If you recently started a new medication or supplement and notice a color change, that’s likely the cause. The color returns to normal once you stop taking it.
Urinary Tract Infections
Women get UTIs far more often than men, largely because of anatomy. A shorter urethra means bacteria have a shorter path to the bladder. When a UTI causes bleeding, even in small amounts, urine can look red, bright pink, or cola-colored. You’ll typically also notice burning during urination, a frequent urgent need to go, pelvic pressure, and lower belly discomfort.
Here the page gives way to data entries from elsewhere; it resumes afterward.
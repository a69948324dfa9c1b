//! # Transfer Statistics
//!
//! Per-product and aggregate counters for both endpoints. Everything is
//! `Serialize` so daemons can export JSON snapshots.

use serde::Serialize;

// ─── Per-Product Stats ──────────────────────────────────────────────────────

/// Counters for a single product transfer, kept by both endpoints.
#[derive(Debug, Clone, Copy, Default, Serialize)]
pub struct ProductTransferStats {
    /// Packets sent/received on the multicast path.
    pub mcast_packets: u64,
    /// Payload bytes on the multicast path.
    pub mcast_bytes: u64,
    /// Packets sent/received on the retransmission path.
    pub retx_packets: u64,
    /// Payload bytes on the retransmission path.
    pub retx_bytes: u64,
    /// Seconds the multicast phase took.
    pub mcast_secs: f64,
}

// ─── Sender Stats ───────────────────────────────────────────────────────────

/// Aggregate sender-side statistics.
#[derive(Debug, Clone, Default, Serialize)]
pub struct SenderStats {
    /// Products fully multicast.
    pub products_sent: u64,
    /// Products released because every receiver acknowledged repair.
    pub products_completed: u64,
    /// Products released by deadline expiry.
    pub products_expired: u64,
    /// Multicast DATA packets sent.
    pub packets_sent: u64,
    /// Multicast payload bytes sent.
    pub bytes_sent: u64,
    /// Retransmitted packets sent over back-channels.
    pub retrans_packets: u64,
    /// Retransmitted payload bytes.
    pub retrans_bytes: u64,
}

impl SenderStats {
    /// Retransmission overhead ratio.
    pub fn retrans_ratio(&self) -> f64 {
        if self.packets_sent == 0 {
            0.0
        } else {
            self.retrans_packets as f64 / self.packets_sent as f64
        }
    }
}

// ─── Receiver Stats ─────────────────────────────────────────────────────────

/// Aggregate receiver-side statistics, covering every product since start
/// (or the last reset).
#[derive(Debug, Clone, Default, Serialize)]
pub struct ReceiverStats {
    /// Products whose BOP was accepted.
    pub products_started: u64,
    /// Products fully assembled and delivered.
    pub products_received: u64,
    /// Products that ended in a missed notification.
    pub products_failed: u64,
    /// DATA packets taken from the multicast path.
    pub mcast_packets: u64,
    /// Multicast payload bytes written.
    pub mcast_bytes: u64,
    /// RETRANS_DATA packets taken from the back-channel.
    pub retx_packets: u64,
    /// Retransmitted payload bytes written.
    pub retx_bytes: u64,
    /// Late or duplicate DATA packets discarded.
    pub duplicates: u64,
    /// DATA packets dropped by the loss injector.
    pub simulated_drops: u64,
    /// Per-product history lines for HISTORY_STATS reports.
    #[serde(skip)]
    pub history: Vec<String>,
}

impl ReceiverStats {
    /// Fraction of delivered packets that needed the repair path.
    pub fn retrans_ratio(&self) -> f64 {
        let total = self.mcast_packets + self.retx_packets;
        if total == 0 {
            0.0
        } else {
            self.retx_packets as f64 / total as f64
        }
    }

    /// Fraction of started products that completed.
    pub fn robustness(&self) -> f64 {
        if self.products_started == 0 {
            1.0
        } else {
            self.products_received as f64 / self.products_started as f64
        }
    }

    /// Append one product's history record:
    /// `product_id,size,mcast_secs,retx_bytes,ok`.
    pub fn record_product(&mut self, product_id: u32, size: u32, stats: &ProductTransferStats, ok: bool) {
        self.history.push(format!(
            "{},{},{:.5},{},{}",
            product_id,
            size,
            stats.mcast_secs,
            stats.retx_bytes,
            u8::from(ok),
        ));
    }

    /// Render the accumulated history report for a HISTORY_STATS packet.
    pub fn history_report(&self) -> String {
        self.history.join("\n")
    }

    /// Reset all counters and drop the history.
    pub fn reset(&mut self) {
        *self = ReceiverStats::default();
    }
}

#[cfg(test)]
mod tests {
    use super::*;

    #[test]
    fn ratios_handle_zero_counts() {
        let s = SenderStats::default();
        assert_eq!(s.retrans_ratio(), 0.0);
        let r = ReceiverStats::default();
        assert_eq!(r.retrans_ratio(), 0.0);
        assert_eq!(r.robustness(), 1.0);
    }

    #[test]
    fn history_report_lines() {
        let mut r = ReceiverStats::default();
        let p = ProductTransferStats {
            mcast_secs: 0.25,
            retx_bytes: 1024,
            ..Default::default()
        };
        r.record_product(3, 65536, &p, true);
        r.record_product(4, 100, &ProductTransferStats::default(), false);
        let report = r.history_report();
        let lines: Vec<&str> = report.lines().collect();
        assert_eq!(lines.len(), 2);
        assert_eq!(lines[0], "3,65536,0.25000,1024,1");
        assert!(lines[1].ends_with(",0"));
        r.reset();
        assert!(r.history_report().is_empty());
    }

    #[test]
    fn stats_serialize_to_json() {
        let s = SenderStats {
            products_sent: 2,
            packets_sent: 100,
            ..Default::default()
        };
        let json = serde_json::to_string(&s).unwrap();
        assert!(json.contains("\"packets_sent\":100"));
    }
}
Not every UTI causes visible color changes, and not every color change means a UTI. But if dark or discolored urine shows up alongside pain or urgency, an infection is high on the list of possibilities.
Liver and Gallbladder Problems
Your liver processes bilirubin, a yellow-orange waste product from old red blood cells. Normally, bilirubin leaves your body through your stool. But when something blocks the bile ducts or damages the liver itself, bilirubin backs up into your bloodstream. Because the backed-up form of bilirubin dissolves in water, your kidneys filter it out, and it ends up in your urine, turning it dark brown or tea-colored.
The classic pattern of a bile duct blockage is a trio: dark urine, pale or clay-colored stools, and yellowing of the skin or eyes (jaundice). Gallstones are a common cause, and women are more prone to gallstones than men, particularly during or after pregnancy, with oral contraceptive use, or with rapid weight changes. Hepatitis, whether from a virus or other causes, can produce the same dark urine through direct liver cell damage.
Kidney Inflammation
The kidneys contain millions of tiny filters. When those filters become inflamed, a condition called glomerulonephritis, they can leak blood and protein into the urine. The result is urine that looks pink, cola-colored, or tea-colored, sometimes with a foamy or bubbly appearance from excess protein.
This inflammation can develop a week or two after a strep throat infection, when antibodies meant to fight the bacteria accumulate in the kidney filters. It can also occur with autoimmune conditions or blood vessel inflammation. Swelling in the face, hands, or feet alongside dark urine is a combination worth taking seriously.
Muscle Damage (Rhabdomyolysis)
When muscle tissue breaks down rapidly, the contents of damaged muscle cells spill into the bloodstream. One of those components, a protein called myoglobin, gets filtered through the kidneys and turns urine dark brown or tea-colored. This condition, rhabdomyolysis, produces a characteristic trio of symptoms: muscle pain that feels more severe than expected, dark urine, and unusual weakness or fatigue.
Rhabdomyolysis can happen after extreme exercise (especially if you’re not accustomed to the intensity), heat-related illness, crush injuries, or as a reaction to certain medications. It’s not just a concern for athletes. Anyone who pushes through an unusually intense workout and notices dark urine afterward should pay attention, because the kidney damage from myoglobin can be serious if untreated.
When Dark Urine Needs Prompt Attention
If you drink a few extra glasses of water and your urine returns to pale yellow within a day, dehydration was almost certainly the cause. But certain combinations of symptoms suggest something beyond simple fluid intake:
- Dark urine with yellowing skin or eyes points toward a liver or bile duct problem.
- Dark urine with pale stools reinforces that suspicion.
- Dark urine with severe muscle pain and weakness suggests rhabdomyolysis.
- Dark urine with burning, urgency, or pelvic pain suggests a UTI or bladder issue.
- Dark urine with swelling in your face or legs may indicate kidney inflammation.
- Dark urine during pregnancy with dizziness or fainting signals dehydration that may need medical support.
Urine that stays persistently dark despite good hydration, or urine that looks brown, red, or cola-colored without an obvious dietary explanation, warrants a visit to your doctor. A simple urine test can check for blood, bilirubin, protein, signs of infection, and concentration levels, often narrowing down the cause in minutes.